Linus Pauling was born in Portland Oregon on February 28th, 1901. Pauling was educated at Oregon State College where he received his Bachelor’s degree in Chemical Engineering. He continued on to graduate school where his research focused on the x-ray diffraction of crystals. Upon finishing, Pauling served as a teacher at the college and then a Teaching Fellow in Chemistry at the California Institute of Technology. Linus Pauling was one of the most influential and highly regarded scientists of the 20th century.

In 1932, Pauling wrote a paper documenting the orbital hybridization of the carbon element.
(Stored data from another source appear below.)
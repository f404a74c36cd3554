use crate::value::CellValue;
use indexmap::IndexMap;
use serde::Serialize;
use statrs::statistics::Statistics;
use std::cmp::Ordering;
use std::fmt;

#[derive(Debug, Clone, PartialEq, Serialize)]
#[serde(rename_all = "camelCase")]
pub struct NumericStats {
    pub count: usize,
    pub min: f64,
    pub max: f64,
    pub mean: f64,
    /// Upper-middle element for even counts; the two middle values are not averaged.
    pub median: f64,
    pub std_dev: Option<f64>,
    pub skewness: Option<f64>,
    pub q1: Option<f64>,
    pub q3: Option<f64>,
}

#[derive(Debug, Clone, Default, PartialEq, Serialize)]
#[serde(rename_all = "camelCase")]
pub struct ColumnStats {
    pub count: usize,
    pub null_count: usize,
    pub unique_count: usize,
    pub mode: Option<String>,
    pub numeric: Option<NumericStats>,
}

#[derive(Debug, Clone, Copy, PartialEq, Eq, Serialize)]
#[serde(rename_all = "kebab-case")]
pub enum Skew {
    RightSkewed,
    LeftSkewed,
    Normal,
}

impl Skew {
    pub fn classify(skewness: f64) -> Self {
        if skewness > 0.5 {
            Skew::RightSkewed
        } else if skewness < -0.5 {
            Skew::LeftSkewed
        } else {
            Skew::Normal
        }
    }
}

impl fmt::Display for Skew {
    fn fmt(&self, f: &mut fmt::Formatter<'_>) -> fmt::Result {
        f.write_str(match self {
            Skew::RightSkewed => "right-skewed",
            Skew::LeftSkewed => "left-skewed",
            Skew::Normal => "roughly normal",
        })
    }
}

impl NumericStats {
    pub fn skew(&self) -> Option<Skew> {
        self.skewness.map(Skew::classify)
    }
}

pub fn sort_values(values: &[f64]) -> Vec<f64> {
    let mut sorted = values.to_vec();
    sorted.sort_by(|a, b| a.partial_cmp(b).unwrap_or(Ordering::Equal));
    sorted
}

/// Value at `floor(fraction * n)` of an ascending slice.
pub fn quantile_at(sorted: &[f64], fraction: f64) -> Option<f64> {
    if sorted.is_empty() {
        return None;
    }
    let idx = ((sorted.len() as f64 * fraction).floor() as usize).min(sorted.len() - 1);
    Some(sorted[idx])
}

/// Descriptive statistics over already-validated numbers. Returns `None` for an
/// empty slice so callers omit the column rather than report zeros.
pub fn summarize(values: &[f64]) -> Option<NumericStats> {
    if values.is_empty() {
        return None;
    }
    let sorted = sort_values(values);
    let min = *sorted.first()?;
    let max = *sorted.last()?;
    let median = sorted[sorted.len() / 2];

    let (mean, std_dev, skewness) = if min == max {
        (min, Some(0.0), None)
    } else {
        // Moments run on values scaled into [-1, 1] so sums near f64::MAX stay finite.
        let scale = min.abs().max(max.abs());
        let scaled: Vec<f64> = values.iter().map(|x| x / scale).collect();
        let scaled_mean = scaled.iter().mean();
        let scaled_std = scaled.iter().population_std_dev();
        let skewness = (scaled_std > 0.0).then(|| {
            let skew_sum: f64 = scaled
                .iter()
                .map(|x| ((x - scaled_mean) / scaled_std).powi(3))
                .sum();
            skew_sum / scaled.len() as f64
        });

        let mean = scaled_mean * scale;
        let mean = if mean.is_finite() { mean.clamp(min, max) } else { median };
        let std_dev = Some(scaled_std * scale).filter(|s| s.is_finite());
        (mean, std_dev, skewness.filter(|s| s.is_finite()))
    };

    Some(NumericStats {
        count: values.len(),
        min,
        max,
        mean,
        median,
        std_dev,
        skewness,
        q1: quantile_at(&sorted, 0.25),
        q3: quantile_at(&sorted, 0.75),
    })
}

/// Counts distinct non-null labels in first-seen order.
pub fn value_counts<'v>(values: impl IntoIterator<Item = &'v CellValue>) -> IndexMap<String, usize> {
    let mut counts: IndexMap<String, usize> = IndexMap::new();
    for value in values {
        if !value.is_null() {
            *counts.entry(value.label()).or_insert(0) += 1;
        }
    }
    counts
}

/// Most frequent entry; ties go to the value seen first.
pub fn mode_of(counts: &IndexMap<String, usize>) -> Option<String> {
    let mut best: Option<(&String, usize)> = None;
    for (value, &count) in counts {
        if best.is_none_or(|(_, top)| count > top) {
            best = Some((value, count));
        }
    }
    best.map(|(value, _)| value.clone())
}

/// Statistics for one column. Numeric statistics are only attached when the
/// column is numeric and holds at least one number.
pub fn compute_stats(cells: &[&CellValue], numeric: bool) -> ColumnStats {
    let counts = value_counts(cells.iter().copied());
    let null_count = cells.iter().filter(|v| v.is_null()).count();
    let numeric = if numeric {
        let values: Vec<f64> = cells.iter().filter_map(|v| v.as_number()).collect();
        summarize(&values)
    } else {
        None
    };
    ColumnStats {
        count: cells.len() - null_count,
        null_count,
        unique_count: counts.len(),
        mode: mode_of(&counts),
        numeric,
    }
}

#[cfg(test)]
mod tests {
    use super::*;
    use proptest::prelude::*;

    #[test]
    fn test_summarize_basic() {
        let stats = summarize(&[4.0, 1.0, 3.0, 2.0, 5.0]).unwrap();
        assert_eq!(stats.min, 1.0);
        assert_eq!(stats.max, 5.0);
        assert!((stats.mean - 3.0).abs() < 1e-12);
        assert_eq!(stats.median, 3.0);
        assert!((stats.std_dev.unwrap() - 2.0_f64.sqrt()).abs() < 1e-12);
        assert!(stats.skewness.unwrap().abs() < 1e-12);
        assert_eq!(stats.q1, Some(2.0));
        assert_eq!(stats.q3, Some(4.0));
    }

    #[test]
    fn test_even_count_median_takes_upper_middle() {
        let stats = summarize(&[1.0, 2.0, 3.0, 10.0]).unwrap();
        assert_eq!(stats.median, 3.0);
    }

    #[test]
    fn test_population_std_dev() {
        // Sample std dev would be ~2.138; population is exactly 2.
        let stats = summarize(&[2.0, 4.0, 4.0, 4.0, 5.0, 5.0, 7.0, 9.0]).unwrap();
        assert!((stats.std_dev.unwrap() - 2.0).abs() < 1e-12);
    }

    #[test]
    fn test_right_skew() {
        let stats = summarize(&[1.0, 1.0, 1.0, 2.0, 2.0, 3.0, 20.0]).unwrap();
        assert_eq!(stats.skew(), Some(Skew::RightSkewed));
    }

    #[test]
    fn test_empty_is_omitted() {
        assert!(summarize(&[]).is_none());
        let cells = [CellValue::Null, CellValue::Null];
        let refs: Vec<&CellValue> = cells.iter().collect();
        let stats = compute_stats(&refs, true);
        assert!(stats.numeric.is_none());
        assert_eq!(stats.null_count, 2);
        assert_eq!(stats.unique_count, 0);
        assert_eq!(stats.mode, None);
    }

    #[test]
    fn test_categorical_stats() {
        let cells: Vec<CellValue> = ["web", "email", "web", "", "ads", "email", "web"]
            .iter()
            .map(|v| CellValue::parse(v))
            .collect();
        let refs: Vec<&CellValue> = cells.iter().collect();
        let stats = compute_stats(&refs, false);
        assert_eq!(stats.count, 6);
        assert_eq!(stats.null_count, 1);
        assert_eq!(stats.unique_count, 3);
        assert_eq!(stats.mode.as_deref(), Some("web"));
        assert!(stats.numeric.is_none());
    }

    #[test]
    fn test_mode_tie_goes_to_first_seen() {
        let cells: Vec<CellValue> = ["b", "a", "a", "b"].iter().map(|v| CellValue::parse(v)).collect();
        let counts = value_counts(&cells);
        assert_eq!(mode_of(&counts).as_deref(), Some("b"));
    }

    #[test]
    fn test_extreme_magnitudes_stay_finite() {
        let stats = summarize(&[1e308, -1e308, 1e308, 5.0]).unwrap();
        assert!(stats.mean.is_finite());
        assert!(stats.min <= stats.mean && stats.mean <= stats.max);
        assert!((stats.mean - 2.5e307).abs() < 1e293);
        assert!(stats.std_dev.is_some_and(f64::is_finite));
        assert!(stats.skewness.is_some_and(f64::is_finite));
    }

    proptest! {
        #[test]
        fn prop_median_and_mean_within_range(values in prop::collection::vec(-1e6f64..1e6, 1..200)) {
            let stats = summarize(&values).unwrap();
            prop_assert!(stats.min <= stats.median && stats.median <= stats.max);
            prop_assert!(stats.min <= stats.mean && stats.mean <= stats.max);
        }

        #[test]
        fn prop_constant_column_has_zero_spread(value in -1e6f64..1e6, n in 1usize..100) {
            let stats = summarize(&vec![value; n]).unwrap();
            prop_assert_eq!(stats.std_dev, Some(0.0));
            prop_assert_eq!(stats.skewness, None);
        }
    }
}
He helped to explain how valence electrons (outermost in an atom) in Carbon, Nitrogen and Oxygen specially could bind to the outermost electrons in other atoms, thus forming new compounds. For his work on this, his work with Carbon’s tetravalency ( Carbon has 4 valence electrons) and his theories of electronegativity(important as to whether a bond formed is ionic or covalent), Pauling received the Nobel Prize in Chemistry in 1954.

During the second World War, Pauling’s work included military research. However, because both he and his wife, Ava (who was a Pacifist) were concerned about the atomic weapons, he soon found himself working against atomic testing. For this he won the Nobel Peace Prize in 1962. In addition to his very prestigious Nobel Prizes, Linus Pauling received the first ever American Chemical Society Award in Pure Chemistry, and many other awards, medals and honorary degrees both in America and across Europe.

Linus Pauling was a very versatile scientist, and he also stayed true to his teaching roots. He wrote several books, including The Nature of the Chemical Bond in 1939, The Structure of Molecules and Crystals the same year and a General Chemistry textbook in 1947. In 1958, he wrote No More War!

His brilliance for Science and Chemistry in particular was evident in his three hundred fifty published articles. He studied and wrote about crystalline structure, quantum mechanics, Van der Waals forces, metals and magnetism, the structure of proteins, the structure and reactions of antibodies and abnormal hemoglobin structures and properties. Pauling studied and wrote about even more Chemistry subjects than listed here. He was a true Scientific genius.

In 1973, Linus Pauling and two colleagues founded the Institute of Orthomolecular Medicine in Menlo Park California. The institute eventually became the Linus Pauling Institute of Science and Medicine. While there, Pauling researched Vitamin C, and continued to work on Chemistry and Physics until his death in 1994, at the age of ninety three.